序盤のブルックリンでのシーンが終わると、そこからはもう目まぐるしいシークエンスが怒涛の勢いで続いていく。そして、そこかしこに今までのマリオシリーズに出てきたような要素、すなわちイースターエッグが散りばめられている。それを発見して喜ぶのは大人も子供も同じだ。

かつてスーパーマリオが発売された時、世は裏技ブームであった。裏技、つまり英語で言うところのイースターエッグである。
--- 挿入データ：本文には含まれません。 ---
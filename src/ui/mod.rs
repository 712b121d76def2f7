//! Terminal user interface components.
//!
//! This module provides:
//! - [`UserInterface`] trait for UI abstraction
//! - [`TerminalUI`] for interactive terminal usage
//! - [`NonInteractiveUI`] for piped/CI output
//! - Spinners, tables, cards, charts, and the stack detail page
//!
//! # Example
//!
//! ```
//! use current::ui::{create_ui, OutputMode};
//!
//! // Use non-interactive mode for testability
//! let mut ui = create_ui(false, OutputMode::Quiet);
//! ui.show_header("Tech Stacks");
//! ui.success("Fetched 25 stacks");
//! ```

pub mod card;
pub mod chart;
pub mod detail;
pub mod format;
pub mod icons;
pub mod mock;
pub mod non_interactive;
pub mod output;
pub mod spinner;
pub mod table;
pub mod terminal;
pub mod theme;

pub use card::{card_lines, stack_table, summary_line};
pub use chart::BarChart;
pub use detail::detail_lines;
pub use format::{format_grouped, format_metric, format_relative_time};
pub use icons::{compat_icon, compat_styled, rank_styled, trend_icon, trend_styled};
pub use mock::{MockSpinner, MockUI};
pub use non_interactive::NonInteractiveUI;
pub use output::OutputMode;
pub use spinner::ProgressSpinner;
pub use table::Table;
pub use terminal::{create_ui, TerminalUI};
pub use theme::{should_use_colors, CurrentTheme};

/// Trait for user interface interactions.
///
/// This trait allows mocking the UI in tests.
pub trait UserInterface {
    /// Get the current output mode.
    fn output_mode(&self) -> OutputMode;

    /// Change the output mode.
    fn set_output_mode(&mut self, mode: OutputMode);

    /// Display a message to the user.
    fn message(&mut self, msg: &str);

    /// Display a success message.
    fn success(&mut self, msg: &str);

    /// Display a warning message.
    fn warning(&mut self, msg: &str);

    /// Display an error message.
    fn error(&mut self, msg: &str);

    /// Start a spinner for an in-flight request.
    fn start_spinner(&mut self, message: &str) -> Box<dyn SpinnerHandle>;

    /// Show a header/banner.
    fn show_header(&mut self, title: &str);

    /// Show a follow-up hint.
    fn show_hint(&mut self, hint: &str);

    /// Check if running in interactive mode.
    fn is_interactive(&self) -> bool;
}

/// Handle for controlling a spinner.
pub trait SpinnerHandle {
    /// Update the spinner message.
    fn set_message(&mut self, msg: &str);

    /// Mark the operation as successful.
    fn finish_success(&mut self, msg: &str);

    /// Mark the operation as failed.
    fn finish_error(&mut self, msg: &str);

    /// Remove the spinner without leaving a final message.
    fn finish_and_clear(&mut self);
}
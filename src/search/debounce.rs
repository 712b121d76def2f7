//! Keystroke debouncing and response ordering for incremental search.

use std::time::{Duration, Instant};

/// Quiet period between the last keystroke and the request it triggers.
pub const DEBOUNCE: Duration = Duration::from_millis(300);

/// Tracks the quiet period after the most recent keystroke.
///
/// Callers pass instants explicitly, so the live loop can drive the timer
/// from the real clock while tests use synthetic instants and never sleep.
#[derive(Debug, Default)]
pub struct Debouncer {
    deadline: Option<Instant>,
}

impl Debouncer {
    pub fn new() -> Self {
        Self { deadline: None }
    }

    /// Record input at `now`, restarting the quiet period.
    pub fn input_at(&mut self, now: Instant) {
        self.deadline = Some(now + DEBOUNCE);
    }

    /// Drop any pending deadline without firing.
    pub fn cancel(&mut self) {
        self.deadline = None;
    }

    /// Whether a deadline is pending.
    pub fn is_armed(&self) -> bool {
        self.deadline.is_some()
    }

    /// Time left until the deadline, if one is armed.
    pub fn remaining(&self, now: Instant) -> Option<Duration> {
        self.deadline
            .map(|deadline| deadline.saturating_duration_since(now))
    }

    /// Consume the deadline if the quiet period has elapsed by `now`.
    pub fn fire_at(&mut self, now: Instant) -> bool {
        match self.deadline {
            Some(deadline) if now >= deadline => {
                self.deadline = None;
                true
            }
            _ => false,
        }
    }
}

/// Token stamped onto one in-flight request.
#[derive(Debug, Clone, Copy, PartialEq, Eq)]
pub struct Generation(u64);

/// Orders overlapping requests so only the newest response lands.
///
/// Each issued request gets a fresh generation. A response is applied only
/// while its generation is still the latest, so a slow reply for an old
/// query can never overwrite results for a newer one.
#[derive(Debug, Default)]
pub struct SearchSession {
    current: u64,
}

impl SearchSession {
    pub fn new() -> Self {
        Self::default()
    }

    /// Stamp a new request, superseding everything already in flight.
    pub fn issue(&mut self) -> Generation {
        self.current += 1;
        Generation(self.current)
    }

    /// Whether `token` still identifies the newest request.
    pub fn is_current(&self, token: Generation) -> bool {
        token.0 == self.current
    }

    /// Supersede all in-flight requests without issuing a new one.
    pub fn invalidate(&mut self) {
        self.current += 1;
    }
}
//! Error types for Current operations.
//!
//! This module defines [`CurrentError`], the primary error type used throughout
//! the application, and a [`Result`] type alias for convenience.
//!
//! # Error Handling Strategy
//!
//! - Use `CurrentError` for fetch failures that need distinct handling
//!   (transport vs. bad status vs. malformed body vs. missing stack)
//! - Use `anyhow::Error` (via `CurrentError::Other`) for unexpected errors
//! - Commands convert failures into the error view at their boundary; a
//!   failed fetch never panics and never retries

use thiserror::Error;

/// Core error type for Current operations.
#[derive(Debug, Error)]
pub enum CurrentError {
    /// Network-level failure before any response arrived.
    #[error("Request to {url} failed: {source}")]
    Transport {
        url: String,
        #[source]
        source: reqwest::Error,
    },

    /// The API answered with a non-success status.
    #[error("API returned HTTP {status} for {url}")]
    Status { url: String, status: u16 },

    /// The response body was not the JSON shape we asked for.
    #[error("Malformed response from {url}: {message}")]
    MalformedResponse { url: String, message: String },

    /// The detail endpoint had no stack under the requested name.
    #[error("Stack '{name}' not found")]
    StackNotFound { name: String },

    /// JSON encoding failure when printing `--json` output.
    #[error("JSON error: {0}")]
    Json(#[from] serde_json::Error),

    /// IO error wrapper.
    #[error("IO error: {0}")]
    Io(#[from] std::io::Error),

    /// Generic wrapped error for anyhow interop.
    #[error(transparent)]
    Other(#[from] anyhow::Error),
}

/// Result type alias for Current operations.
pub type Result<T> = std::result::Result<T, CurrentError>;

#[cfg(test)]
mod tests {
    use super::*;

    #[test]
    fn status_error_displays_code_and_url() {
        let err = CurrentError::Status {
            url: "http://localhost:8000/stacks".into(),
            status: 500,
        };
        let msg = err.to_string();
        assert!(msg.contains("500"));
        assert!(msg.contains("http://localhost:8000/stacks"));
    }

    #[test]
    fn malformed_response_displays_url_and_message() {
        let err = CurrentError::MalformedResponse {
            url: "http://localhost:8000/stacks".into(),
            message: "expected value at line 1".into(),
        };
        let msg = err.to_string();
        assert!(msg.contains("http://localhost:8000/stacks"));
        assert!(msg.contains("expected value"));
    }

    #[test]
    fn stack_not_found_displays_name() {
        let err = CurrentError::StackNotFound {
            name: "Svelte".into(),
        };
        assert_eq!(err.to_string(), "Stack 'Svelte' not found");
    }

    #[test]
    fn io_error_converts_from_std() {
        let io_err = std::io::Error::new(std::io::ErrorKind::BrokenPipe, "pipe closed");
        let err: CurrentError = io_err.into();
        assert!(matches!(err, CurrentError::Io(_)));
    }

    #[test]
    fn result_type_alias_works() {
        fn returns_error() -> Result<()> {
            Err(CurrentError::StackNotFound {
                name: "missing".into(),
            })
        }
        assert!(returns_error().is_err());
    }
}
//! The Current catalog API boundary.
//!
//! [`ApiClient`] is the data fetcher: one blocking GET per operation against
//! the configured base URL. [`types`] holds the wire payloads.

pub mod client;
pub mod types;

pub use client::ApiClient;
pub use types::{
    InstallCommands, SearchResponse, Stack, StackCategory, StackDetails, StacksResponse,
    TrendingResponse, TrendingSort, VersionEntry,
};
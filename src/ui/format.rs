//! Number and timestamp formatting for metric display.

use chrono::{DateTime, NaiveDate, NaiveDateTime, Utc};

/// Format a metric count the way the cards do: `1.2M`, `45.3K`, `999`.
///
/// Missing and zero counts both render as `0`.
pub fn format_metric(value: Option<u64>) -> String {
    let value = match value {
        Some(v) if v > 0 => v,
        _ => return "0".to_string(),
    };

    if value >= 1_000_000 {
        format!("{:.1}M", value as f64 / 1_000_000.0)
    } else if value >= 1_000 {
        format!("{:.1}K", value as f64 / 1_000.0)
    } else {
        value.to_string()
    }
}

/// Format a count with thousands separators: `1,234,567`.
pub fn format_grouped(value: u64) -> String {
    let digits = value.to_string();
    let mut grouped = String::with_capacity(digits.len() + digits.len() / 3);
    for (i, ch) in digits.chars().enumerate() {
        if i > 0 && (digits.len() - i) % 3 == 0 {
            grouped.push(',');
        }
        grouped.push(ch);
    }
    grouped
}

/// Format a timestamp as a relative time string (e.g. "3 days ago").
pub fn format_relative_time(timestamp: DateTime<Utc>) -> String {
    let now = Utc::now();
    let diff = now.signed_duration_since(timestamp);
    let seconds = diff.num_seconds();

    if seconds < 60 {
        return "just now".to_string();
    }

    let minutes = seconds / 60;
    if minutes < 60 {
        return if minutes == 1 {
            "1 minute ago".to_string()
        } else {
            format!("{} minutes ago", minutes)
        };
    }

    let hours = minutes / 60;
    if hours < 24 {
        return if hours == 1 {
            "1 hour ago".to_string()
        } else {
            format!("{} hours ago", hours)
        };
    }

    let days = hours / 24;
    if days < 30 {
        return if days == 1 {
            "yesterday".to_string()
        } else {
            format!("{} days ago", days)
        };
    }

    let months = days / 30;
    if months < 12 {
        return if months == 1 {
            "1 month ago".to_string()
        } else {
            format!("{} months ago", months)
        };
    }

    let years = months / 12;
    if years == 1 {
        "1 year ago".to_string()
    } else {
        format!("{} years ago", years)
    }
}

/// Parse the loose timestamp strings the API hands back.
///
/// The feed mixes RFC 3339 (`2025-08-20T14:03:00Z`), bare datetimes, and
/// plain dates, so try each shape in turn.
pub fn parse_timestamp(raw: &str) -> Option<DateTime<Utc>> {
    if let Ok(parsed) = DateTime::parse_from_rfc3339(raw) {
        return Some(parsed.with_timezone(&Utc));
    }
    if let Ok(parsed) = NaiveDateTime::parse_from_str(raw, "%Y-%m-%dT%H:%M:%S%.f") {
        return Some(parsed.and_utc());
    }
    if let Ok(parsed) = NaiveDate::parse_from_str(raw, "%Y-%m-%d") {
        return parsed.and_hms_opt(0, 0, 0).map(|dt| dt.and_utc());
    }
    None
}

/// Render a raw API timestamp as relative time, or `N/A` when absent
/// or unparseable.
pub fn format_checked_at(raw: Option<&str>) -> String {
    raw.and_then(parse_timestamp)
        .map(format_relative_time)
        .unwrap_or_else(|| "N/A".to_string())
}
そう、この映画は、我々が子供の頃マリオのゲーム内で、ウンコマリオやキンタマリオなどの下らない「裏技」や、ワープ土管、ゴール後の花火、チビファイヤーマリオなどの公式、もしくはバグ技を見つけて喜んでいた、あの思い出を追体験することができるように作られているのだ。

思えば、マリオは序盤は普通の人間である。だが、彼はピーチ姫に促されて、スーパーマリオメーカーじみた特訓コースで、何度も何度も失敗しながらも成長し、ドンキーコングとの(見せ物的な)戦いでは、「いくらやられても諦めの悪さでしつこく挑んで」行く。つまりそれは、増やした残機を減らしながら何度も失敗しつつもコースに挑戦し、そしてついにはクッパを倒すあの斧を勝ち取るわたしたちそのものの姿だ。

詳しいことを書いてしまうと完全なネタバレになってしまうのでこの辺でやめておくが、この映画は単なる映画ではなく、わたしたちが熱中し、社会現象を巻き起こしたスーパーマリオブラザーズというゲームそのものであり、マリオの活躍はゲームのマリオが自分の腕が上がることにより死ななくなっていく上達の証であり、そして、わたしたちがかつて通った道を、再び、今度は家族や子供と一緒に通る、この上ない素晴らしいレインボーロードなのてある。

ゲームの本質は、他のメディアでは不可能な、体験そのものを提供できることにある。そしてこの映画はそのゲームの体験を「見て発見する遊び」として提供した。世の中の批評家たちはそこが気に入らないらしい。曰く「映画としての深みがない」

私は思う。批評家の意見などどうでもいいのだ。

隣でとても楽しそうに笑う娘の笑顔が、この映画が素晴らしいものであった証なのだから。